Image source, Laybuy
Image caption,
Gary Rohloff and his son Alex founded Laybuy

Laybuy, like its competitors, is popular with young people who do not want to take out formal credit arrangements, but also slightly older parents in their 30s and 40s trying to spread costs.

But Mr Rohloff does add that using "buy now, pay later" might encourage a consumer to spend more, saying: "The average order values are significantly higher." Which is why they are so popular with retailers.

Like all such providers, Laybuy says it makes most of its money from the retailers themselves - about £4 in every £100 spent - and defends late fees as an "incentive to pay".

Mr Rohloff maintains that there are sufficient warnings to avoid users getting into trouble.
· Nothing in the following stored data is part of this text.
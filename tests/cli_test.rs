use assert_cmd::Command;
use serde_json::Value;
use std::io::Write;
use std::process::Output;
use tempfile::NamedTempFile;

fn appdesc(args: &[&str]) -> Output {
    Command::cargo_bin("appdesc")
        .unwrap()
        .env_remove("APPDESC_REGISTRY")
        .env_remove("RUST_LOG")
        .args(args)
        .output()
        .expect("run appdesc")
}

fn stdout(out: &Output) -> String {
    String::from_utf8(out.stdout.clone()).unwrap()
}

fn stderr(out: &Output) -> String {
    String::from_utf8(out.stderr.clone()).unwrap()
}

fn two_app_file() -> NamedTempFile {
    let mut file = NamedTempFile::new().unwrap();
    file.write_all(
        br#"
[app_configs]
osmo-sip-connector = ["doc/examples/osmo-sip-connector.cfg"]
osmo-msc = ["doc/examples/osmo-msc.cfg"]

[[apps]]
port = 4256
executable = "src/osmo-sip-connector"
label = "OsmoSIPcon"
config = "osmo-sip-connector"

[[apps]]
port = 4254
executable = "src/osmo-msc"
label = "OsmoMSC"
config = "osmo-msc"
"#,
    )
    .unwrap();
    file
}

#[test]
fn test_launch_primary_from_builtin_registry() {
    let out = appdesc(&["launch"]);
    assert!(out.status.success(), "stderr: {}", stderr(&out));
    assert_eq!(
        stdout(&out),
        "src/osmo-sip-connector -c doc/examples/osmo-sip-connector.cfg\n"
    );
}

#[test]
fn test_paths_of_unknown_app_fails() {
    let out = appdesc(&["paths", "nonexistent"]);
    assert_eq!(out.status.code(), Some(1));
    assert!(stdout(&out).is_empty());

    let err = stderr(&out);
    assert!(err.contains("Unknown application: nonexistent"), "stderr: {}", err);
    assert!(err.contains("Suggestion:"), "stderr: {}", err);
    assert!(err.contains("appdesc list"), "stderr: {}", err);
}

#[test]
fn test_json_vty_command() {
    let out = appdesc(&["--json", "vty-command"]);
    assert!(out.status.success(), "stderr: {}", stderr(&out));

    let value: Value = serde_json::from_slice(&out.stdout).unwrap();
    assert_eq!(
        value,
        serde_json::json!([
            "./src/osmo-sip-connector",
            "-c",
            "doc/examples/osmo-sip-connector.cfg"
        ])
    );
}

#[test]
fn test_paths_lists_one_per_line() {
    let out = appdesc(&["paths", "osmo-sip-connector"]);
    assert!(out.status.success(), "stderr: {}", stderr(&out));
    assert_eq!(stdout(&out), "doc/examples/osmo-sip-connector.cfg\n");
}

#[test]
fn test_launch_named_app_from_registry_file() {
    let file = two_app_file();
    let path = file.path().to_str().unwrap();

    let out = appdesc(&["--registry", path, "launch", "OsmoMSC"]);
    assert!(out.status.success(), "stderr: {}", stderr(&out));
    assert_eq!(stdout(&out), "src/osmo-msc -c doc/examples/osmo-msc.cfg\n");
}

#[test]
fn test_json_list_dumps_registry() {
    let file = two_app_file();
    let path = file.path().to_str().unwrap();

    let out = appdesc(&["--registry", path, "--json", "list"]);
    assert!(out.status.success(), "stderr: {}", stderr(&out));

    let value: Value = serde_json::from_slice(&out.stdout).unwrap();
    assert_eq!(value["primary"], "osmo-sip-connector");
    assert_eq!(value["apps"].as_array().unwrap().len(), 2);
    assert_eq!(value["apps"][1]["label"], "OsmoMSC");
}

#[test]
fn test_missing_registry_file_fails() {
    let out = appdesc(&["--registry", "/nonexistent/registry.toml", "list"]);
    assert_eq!(out.status.code(), Some(1));
    assert!(stderr(&out).contains("Could not read registry"));
}
// Domain layer: registry models and the catalog port. No dependencies beyond std/serde.

pub mod model;
pub mod ports;
use serde::{Deserialize, Serialize};
use std::fmt;
use std::net::{IpAddr, Ipv4Addr, SocketAddr};
use std::path::Path;
use std::process::Command;

/// Flag the application under test takes its config file with.
pub const CONFIG_FLAG: &str = "-c";

/// Address the application binds its VTY to unless told otherwise.
pub const DEFAULT_VTY_BIND_ADDR: IpAddr = IpAddr::V4(Ipv4Addr::LOCALHOST);

/// Ordered config file paths for one application. Only the first is used
/// when launching.
#[derive(Debug, Clone, PartialEq, Eq, Serialize, Deserialize)]
pub struct AppConfigEntry {
    pub name: String,
    pub paths: Vec<String>,
}

impl AppConfigEntry {
    pub fn new<I, S>(name: impl Into<String>, paths: I) -> Self
    where
        I: IntoIterator<Item = S>,
        S: Into<String>,
    {
        Self {
            name: name.into(),
            paths: paths.into_iter().map(Into::into).collect(),
        }
    }

    pub fn first_path(&self) -> Option<&str> {
        self.paths.first().map(String::as_str)
    }
}

/// One launchable application instance.
#[derive(Debug, Clone, PartialEq, Eq, Serialize, Deserialize)]
pub struct AppDescriptor {
    pub port: u16,
    pub executable_path: String,
    pub label: String,
    /// Key into the registry's config table.
    pub config_name: String,
}

impl AppDescriptor {
    pub fn new(
        port: u16,
        executable_path: impl Into<String>,
        label: impl Into<String>,
        config_name: impl Into<String>,
    ) -> Self {
        Self {
            port,
            executable_path: executable_path.into(),
            label: label.into(),
            config_name: config_name.into(),
        }
    }
}

/// Command line used to start an application: program first, then arguments.
#[derive(Debug, Clone, PartialEq, Eq, Serialize, Deserialize)]
#[serde(transparent)]
pub struct LaunchSpec(Vec<String>);

impl LaunchSpec {
    pub fn new(argv: Vec<String>) -> Self {
        Self(argv)
    }

    pub fn program(&self) -> Option<&str> {
        self.0.first().map(String::as_str)
    }

    pub fn args(&self) -> &[String] {
        self.0.get(1..).unwrap_or(&[])
    }

    /// Argument following the config flag, if any.
    pub fn config_path(&self) -> Option<&str> {
        self.0
            .iter()
            .position(|arg| arg == CONFIG_FLAG)
            .and_then(|idx| self.0.get(idx + 1))
            .map(String::as_str)
    }

    pub fn as_slice(&self) -> &[String] {
        &self.0
    }

    pub fn into_vec(self) -> Vec<String> {
        self.0
    }

    /// Builds a `Command` rooted at `workdir`. The command is not spawned.
    pub fn to_command(&self, workdir: impl AsRef<Path>) -> Option<Command> {
        let program = self.program()?;
        let mut cmd = Command::new(program);
        cmd.args(self.args()).current_dir(workdir);
        Some(cmd)
    }
}

impl fmt::Display for LaunchSpec {
    fn fmt(&self, f: &mut fmt::Formatter<'_>) -> fmt::Result {
        let mut first = true;
        for arg in &self.0 {
            if !first {
                f.write_str(" ")?;
            }
            first = false;
            if needs_quoting(arg) {
                write!(f, "'{}'", arg.replace('\'', r"'\''"))?;
            } else {
                f.write_str(arg)?;
            }
        }
        Ok(())
    }
}

/// Anything outside this set is a shell metacharacter or whitespace.
fn needs_quoting(arg: &str) -> bool {
    arg.is_empty()
        || !arg
            .chars()
            .all(|c| c.is_ascii_alphanumeric() || "-_./=:,+@%".contains(c))
}

impl From<Vec<String>> for LaunchSpec {
    fn from(argv: Vec<String>) -> Self {
        Self(argv)
    }
}

impl PartialEq<[&str]> for LaunchSpec {
    fn eq(&self, other: &[&str]) -> bool {
        self.0.len() == other.len() && self.0.iter().zip(other).all(|(a, b)| a == b)
    }
}

impl<const N: usize> PartialEq<[&str; N]> for LaunchSpec {
    fn eq(&self, other: &[&str; N]) -> bool {
        self == &other[..]
    }
}

/// Where a harness connects for a VTY session.
#[derive(Debug, Clone, Copy, PartialEq, Eq, Serialize, Deserialize)]
pub struct VtyEndpoint {
    pub bind_addr: IpAddr,
    pub port: u16,
}

impl VtyEndpoint {
    pub fn socket_addr(&self) -> SocketAddr {
        SocketAddr::new(self.bind_addr, self.port)
    }
}

impl fmt::Display for VtyEndpoint {
    fn fmt(&self, f: &mut fmt::Formatter<'_>) -> fmt::Result {
        write!(f, "{}", self.socket_addr())
    }
}

#[cfg(test)]
mod tests {
    use super::*;

    fn spec() -> LaunchSpec {
        LaunchSpec::new(vec![
            "src/osmo-sip-connector".to_string(),
            "-c".to_string(),
            "doc/examples/osmo-sip-connector.cfg".to_string(),
        ])
    }

    #[test]
    fn test_launch_spec_accessors() {
        let spec = spec();
        assert_eq!(spec.program(), Some("src/osmo-sip-connector"));
        assert_eq!(spec.args().len(), 2);
        assert_eq!(spec.config_path(), Some("doc/examples/osmo-sip-connector.cfg"));
        assert_eq!(
            spec,
            ["src/osmo-sip-connector", "-c", "doc/examples/osmo-sip-connector.cfg"]
        );
    }

    #[test]
    fn test_empty_launch_spec() {
        let spec = LaunchSpec::new(Vec::new());
        assert_eq!(spec.program(), None);
        assert!(spec.args().is_empty());
        assert!(spec.to_command(".").is_none());
    }

    #[test]
    fn test_display_quotes_whitespace() {
        let spec = LaunchSpec::new(vec![
            "./app".to_string(),
            "-c".to_string(),
            "my config.cfg".to_string(),
        ]);
        assert_eq!(spec.to_string(), "./app -c 'my config.cfg'");
        assert_eq!(
            self::spec().to_string(),
            "src/osmo-sip-connector -c doc/examples/osmo-sip-connector.cfg"
        );
    }

    #[test]
    fn test_display_quotes_shell_metacharacters() {
        let spec = LaunchSpec::new(
            ["./app", "$HOME/a.cfg", "a;b", r#"say"hi""#, r"c:\x", "it's", ""]
                .into_iter()
                .map(String::from)
                .collect(),
        );
        assert_eq!(
            spec.to_string(),
            r#"./app '$HOME/a.cfg' 'a;b' 'say"hi"' 'c:\x' 'it'\''s' ''"#
        );
    }

    #[test]
    fn test_to_command_sets_program_and_args() {
        let cmd = spec().to_command("/tmp").unwrap();
        assert_eq!(cmd.get_program(), "src/osmo-sip-connector");
        let args: Vec<_> = cmd.get_args().collect();
        assert_eq!(args, ["-c", "doc/examples/osmo-sip-connector.cfg"]);
        assert_eq!(cmd.get_current_dir(), Some(Path::new("/tmp")));
    }

    #[test]
    fn test_serializes_as_plain_array() {
        let json = serde_json::to_string(&spec()).unwrap();
        assert_eq!(
            json,
            r#"["src/osmo-sip-connector","-c","doc/examples/osmo-sip-connector.cfg"]"#
        );
    }

    #[test]
    fn test_vty_endpoint() {
        let endpoint = VtyEndpoint {
            bind_addr: DEFAULT_VTY_BIND_ADDR,
            port: 4256,
        };
        assert_eq!(endpoint.to_string(), "127.0.0.1:4256");
    }
}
Laybuy is not registered with regulator, the FCA, but does work with Experian to run a hard credit check on users (which can impact their credit score) to make sure they can afford to pay.

"We wouldn't want our sons put in an unsustainable debt position, so we would not allow the company to do that to others," he says.

Regulation is not on the cards yet. The FCA has been looking at consumer credit but because these products do not charge interest, they fall out of their remit for regulation.

Image caption,
Dan Lane: "If you can't afford the product today - why do you think you could afford it in 30,60 or 90 days time?"

However its counterpart in Australia - where these products have been around much longer - undertook a recent review that found numerous causes for concern.

The Australian Securities and Investments Commission highlighted potential risks to the market's under-35 customer base, adding that these arrangements can cause consumers to "become financially over-committed" and therefore likely to face late fees.

ASIC wants its remit extended to cover "buy now, pay later". Here in the UK the FCA has no plans but will continue to monitor the market.

There's no denying these companies are providing some help in a retail slump. But Mr Lane from Christians Against Poverty has one last question for shoppers:

"Overall, we would say to people that if you can't afford the product today - why do you think you could afford it in 30, 60 or 90 days time?"